===== Listed records =====

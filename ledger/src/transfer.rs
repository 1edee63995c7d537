//! Transfer gate: holder-to-holder movement and the minter entry points.
//!
//! Every path materializes interest for the accounts involved before touching
//! principal, and decides whether the recipient keeps its personal rate.

use crate::account::Account;
use crate::engine::AccrualLedger;
use crate::error::LedgerError;
use crate::event::LedgerEvent;
use rebase_types::{AccountId, Amount, Timestamp};

/// Allowance value that is never decremented.
pub const UNLIMITED_ALLOWANCE: u128 = u128::MAX;

/// Staged outcome of a transfer, committed only once every check passed.
struct TransferPlan {
    amount: u128,
    from: Account,
    from_interest: u128,
    /// `None` for a self-transfer.
    to: Option<StagedRecipient>,
}

struct StagedRecipient {
    record: Account,
    interest: u128,
    adopted_rate: Option<u128>,
}

impl AccrualLedger {
    /// Move value from `from` to `to` on behalf of `from`.
    ///
    /// Returns the amount moved (the resolved value of `Amount::All`).
    pub fn transfer(
        &mut self,
        from: &AccountId,
        to: &AccountId,
        amount: Amount,
        now: Timestamp,
    ) -> Result<u128, LedgerError> {
        let plan = self.plan_transfer(from, to, amount, now)?;
        Ok(self.commit_transfer(from, to, plan))
    }

    /// Move value from `from` to `to` on behalf of `spender`, consuming
    /// `spender`'s allowance.
    pub fn transfer_from(
        &mut self,
        spender: &AccountId,
        from: &AccountId,
        to: &AccountId,
        amount: Amount,
        now: Timestamp,
    ) -> Result<u128, LedgerError> {
        let plan = self.plan_transfer(from, to, amount, now)?;
        let key = (from.clone(), spender.clone());
        let approved = self.allowances.get(&key).copied().unwrap_or(0);
        if approved < plan.amount {
            return Err(LedgerError::InsufficientAllowance {
                needed: plan.amount,
                available: approved,
            });
        }
        if approved != UNLIMITED_ALLOWANCE {
            self.allowances.insert(key, approved - plan.amount);
        }
        Ok(self.commit_transfer(from, to, plan))
    }

    /// Let `spender` move up to `amount` of `owner`'s balance.
    pub fn approve(&mut self, owner: &AccountId, spender: &AccountId, amount: u128) {
        self.allowances
            .insert((owner.clone(), spender.clone()), amount);
        tracing::debug!(owner = %owner, spender = %spender, amount, "allowance set");
        self.events.emit(&LedgerEvent::Approval {
            owner: owner.clone(),
            spender: spender.clone(),
            amount,
        });
    }

    pub fn allowance(&self, owner: &AccountId, spender: &AccountId) -> u128 {
        self.allowances
            .get(&(owner.clone(), spender.clone()))
            .copied()
            .unwrap_or(0)
    }

    /// Minter entry point. The requested `rate` is applied verbatim; this is
    /// how a bridge reproduces a sender's rate on the destination.
    pub fn mint(
        &mut self,
        caller: &AccountId,
        to: &AccountId,
        amount: u128,
        rate: u128,
        now: Timestamp,
    ) -> Result<(), LedgerError> {
        self.credit(caller, to, amount, rate, now)
    }

    /// Burner entry point.
    pub fn burn(
        &mut self,
        caller: &AccountId,
        from: &AccountId,
        amount: Amount,
        now: Timestamp,
    ) -> Result<u128, LedgerError> {
        self.debit(caller, from, amount, now)
    }

    fn plan_transfer(
        &self,
        from: &AccountId,
        to: &AccountId,
        requested: Amount,
        now: Timestamp,
    ) -> Result<TransferPlan, LedgerError> {
        let mut from_record = self.record(from);
        let from_interest = from_record
            .materialize(now)
            .ok_or(LedgerError::Overflow)?;

        let amount = requested.resolve(from_record.principal);
        if amount == 0 {
            return Err(LedgerError::InsufficientBalance {
                needed: 1,
                available: from_record.principal,
            });
        }
        if from_record.principal < amount {
            return Err(LedgerError::InsufficientBalance {
                needed: amount,
                available: from_record.principal,
            });
        }

        if from == to {
            return Ok(TransferPlan {
                amount,
                from: from_record,
                from_interest,
                to: None,
            });
        }

        let mut to_record = self.record(to);
        let to_interest = to_record.materialize(now).ok_or(LedgerError::Overflow)?;

        // A holder keeps its rate for as long as it holds anything; an empty
        // recipient re-enters at the current base rate.
        let adopted_rate = if to_record.principal == 0 {
            let rate = self.rates.current_base_rate();
            to_record.personal_rate = rate;
            Some(rate)
        } else {
            None
        };

        from_record.principal -= amount;
        to_record.principal = to_record
            .principal
            .checked_add(amount)
            .ok_or(LedgerError::Overflow)?;

        Ok(TransferPlan {
            amount,
            from: from_record,
            from_interest,
            to: Some(StagedRecipient {
                record: to_record,
                interest: to_interest,
                adopted_rate,
            }),
        })
    }

    fn commit_transfer(&mut self, from: &AccountId, to: &AccountId, plan: TransferPlan) -> u128 {
        let TransferPlan {
            amount,
            from: from_record,
            from_interest,
            to: recipient,
        } = plan;

        self.accounts.insert(from.clone(), from_record);
        self.note_interest(from, from_interest);

        if let Some(recipient) = recipient {
            self.accounts.insert(to.clone(), recipient.record);
            self.note_interest(to, recipient.interest);
            if let Some(rate) = recipient.adopted_rate {
                self.events.emit(&LedgerEvent::RateAdopted {
                    account: to.clone(),
                    rate,
                });
            }
        }

        tracing::debug!(from = %from, to = %to, amount, "transferred");
        self.events.emit(&LedgerEvent::Transferred {
            from: from.clone(),
            to: to.clone(),
            amount,
        });
        amount
    }
}

#[cfg(test)]
mod tests {
    use super::*;
    use rebase_types::SCALE;
    use std::sync::atomic::{AtomicUsize, Ordering};
    use std::sync::Arc;

    const HIGH: u128 = 50_000_000_000;
    const LOW: u128 = 40_000_000_000;

    fn id(s: &str) -> AccountId {
        AccountId::new(s)
    }

    fn ts(secs: u64) -> Timestamp {
        Timestamp::new(secs)
    }

    fn funded_ledger() -> AccrualLedger {
        let mut ledger = AccrualLedger::new(id("owner"), HIGH);
        ledger.grant_mint_and_burn(&id("owner"), &id("vault")).unwrap();
        ledger.credit(&id("vault"), &id("alice"), 100_000, HIGH, ts(0)).unwrap();
        ledger
    }

    #[test]
    fn transfer_into_empty_account_adopts_base_rate() {
        let mut ledger = funded_ledger();
        ledger.set_base_rate(&id("owner"), LOW, ts(0)).unwrap();

        ledger.transfer(&id("alice"), &id("bob"), Amount::Exact(50_000), ts(0)).unwrap();

        assert_eq!(ledger.personal_rate_of(&id("bob")), LOW);
        assert_eq!(ledger.personal_rate_of(&id("alice")), HIGH);
        assert_eq!(ledger.last_accrual_of(&id("bob")), ts(0));
    }

    #[test]
    fn transfer_into_funded_account_keeps_grandfathered_rate() {
        let mut ledger = funded_ledger();
        ledger.credit(&id("vault"), &id("bob"), 10, HIGH, ts(0)).unwrap();
        ledger.set_base_rate(&id("owner"), LOW, ts(0)).unwrap();

        ledger.transfer(&id("alice"), &id("bob"), Amount::Exact(1_000), ts(10)).unwrap();
        assert_eq!(ledger.personal_rate_of(&id("bob")), HIGH);
    }

    #[test]
    fn transfer_materializes_both_sides() {
        let mut ledger = funded_ledger();
        ledger.credit(&id("vault"), &id("bob"), 100_000, HIGH, ts(0)).unwrap();

        ledger.transfer(&id("alice"), &id("bob"), Amount::Exact(18), ts(3_600)).unwrap();
        assert_eq!(ledger.principal_of(&id("alice")), 100_000);
        assert_eq!(ledger.principal_of(&id("bob")), 100_036);
        assert_eq!(ledger.last_accrual_of(&id("alice")), ts(3_600));
        assert_eq!(ledger.last_accrual_of(&id("bob")), ts(3_600));
    }

    #[test]
    fn transfer_all_moves_accrued_balance() {
        let mut ledger = funded_ledger();
        let moved = ledger.transfer(&id("alice"), &id("bob"), Amount::All, ts(3_600)).unwrap();
        assert_eq!(moved, 100_018);
        assert_eq!(ledger.principal_of(&id("alice")), 0);
        assert_eq!(ledger.principal_of(&id("bob")), 100_018);
    }

    #[test]
    fn transfer_all_from_empty_fails() {
        let mut ledger = funded_ledger();
        let err = ledger.transfer(&id("carol"), &id("bob"), Amount::All, ts(0)).unwrap_err();
        assert!(matches!(err, LedgerError::InsufficientBalance { available: 0, .. }));
        assert!(ledger.account(&id("bob")).is_none());
        assert!(ledger.account(&id("carol")).is_none());
    }

    #[test]
    fn zero_transfer_is_rejected_without_events() {
        let mut ledger = funded_ledger();
        ledger.credit(&id("vault"), &id("bob"), 10, HIGH, ts(0)).unwrap();
        let seen = Arc::new(AtomicUsize::new(0));
        let counter = Arc::clone(&seen);
        ledger.subscribe(Box::new(move |_: &LedgerEvent| {
            counter.fetch_add(1, Ordering::Relaxed);
        }));
        let alice = ledger.account(&id("alice")).cloned();
        let bob = ledger.account(&id("bob")).cloned();

        let err = ledger
            .transfer(&id("alice"), &id("bob"), Amount::Exact(0), ts(3_600))
            .unwrap_err();
        assert!(matches!(
            err,
            LedgerError::InsufficientBalance { needed: 1, available: 100_018 }
        ));
        assert_eq!(ledger.account(&id("alice")).cloned(), alice);
        assert_eq!(ledger.account(&id("bob")).cloned(), bob);
        assert_eq!(seen.load(Ordering::Relaxed), 0);
    }

    #[test]
    fn transfer_from_unknown_account_creates_no_records() {
        let mut ledger = funded_ledger();
        let err = ledger
            .transfer(&id("carol"), &id("dave"), Amount::Exact(0), ts(0))
            .unwrap_err();
        assert!(matches!(err, LedgerError::InsufficientBalance { needed: 1, available: 0 }));
        let err = ledger
            .transfer(&id("carol"), &id("dave"), Amount::Exact(5), ts(0))
            .unwrap_err();
        assert!(matches!(err, LedgerError::InsufficientBalance { needed: 5, available: 0 }));
        assert!(ledger.account(&id("carol")).is_none());
        assert!(ledger.account(&id("dave")).is_none());
    }

    #[test]
    fn overdrawn_transfer_leaves_no_trace() {
        let mut ledger = funded_ledger();
        let before = ledger.account(&id("alice")).cloned();
        let err = ledger
            .transfer(&id("alice"), &id("bob"), Amount::Exact(200_000), ts(3_600))
            .unwrap_err();
        assert!(matches!(
            err,
            LedgerError::InsufficientBalance { needed: 200_000, available: 100_018 }
        ));
        assert_eq!(ledger.account(&id("alice")).cloned(), before);
        assert!(ledger.account(&id("bob")).is_none());
    }

    #[test]
    fn self_transfer_only_materializes() {
        let mut ledger = funded_ledger();
        ledger.set_base_rate(&id("owner"), LOW, ts(0)).unwrap();
        ledger.transfer(&id("alice"), &id("alice"), Amount::Exact(5), ts(3_600)).unwrap();
        assert_eq!(ledger.principal_of(&id("alice")), 100_018);
        assert_eq!(ledger.personal_rate_of(&id("alice")), HIGH);
    }

    #[test]
    fn transfers_conserve_principal() {
        let mut ledger = funded_ledger();
        ledger.credit(&id("vault"), &id("bob"), 5 * SCALE, HIGH, ts(0)).unwrap();
        let now = ts(0);
        let total = ledger.total_principal();
        ledger.transfer(&id("alice"), &id("bob"), Amount::Exact(7), now).unwrap();
        ledger.transfer(&id("bob"), &id("carol"), Amount::Exact(SCALE), now).unwrap();
        ledger.transfer(&id("carol"), &id("alice"), Amount::All, now).unwrap();
        assert_eq!(ledger.total_principal(), total);
    }

    #[test]
    fn transfer_from_consumes_allowance() {
        let mut ledger = funded_ledger();
        ledger.approve(&id("alice"), &id("dex"), 1_000);
        ledger
            .transfer_from(&id("dex"), &id("alice"), &id("bob"), Amount::Exact(400), ts(0))
            .unwrap();
        assert_eq!(ledger.allowance(&id("alice"), &id("dex")), 600);
        assert_eq!(ledger.principal_of(&id("bob")), 400);
    }

    #[test]
    fn transfer_from_beyond_allowance_fails_cleanly() {
        let mut ledger = funded_ledger();
        ledger.approve(&id("alice"), &id("dex"), 10);
        let err = ledger
            .transfer_from(&id("dex"), &id("alice"), &id("bob"), Amount::All, ts(3_600))
            .unwrap_err();
        assert!(matches!(
            err,
            LedgerError::InsufficientAllowance { needed: 100_018, available: 10 }
        ));
        assert_eq!(ledger.principal_of(&id("alice")), 100_000);
        assert_eq!(ledger.last_accrual_of(&id("alice")), ts(0));
        assert_eq!(ledger.allowance(&id("alice"), &id("dex")), 10);
    }

    #[test]
    fn unlimited_allowance_is_not_decremented() {
        let mut ledger = funded_ledger();
        ledger.approve(&id("alice"), &id("dex"), UNLIMITED_ALLOWANCE);
        ledger
            .transfer_from(&id("dex"), &id("alice"), &id("bob"), Amount::Exact(1), ts(0))
            .unwrap();
        assert_eq!(ledger.allowance(&id("alice"), &id("dex")), UNLIMITED_ALLOWANCE);
    }

    #[test]
    fn mint_applies_requested_rate_verbatim() {
        let mut ledger = funded_ledger();
        ledger.set_base_rate(&id("owner"), LOW, ts(0)).unwrap();
        ledger.mint(&id("vault"), &id("bob"), 1, HIGH, ts(0)).unwrap();
        assert_eq!(ledger.personal_rate_of(&id("bob")), HIGH);
    }
}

=====

Tally the lines in the records that hold the word "SCALE", and state only the resulting number.

Response to the task
3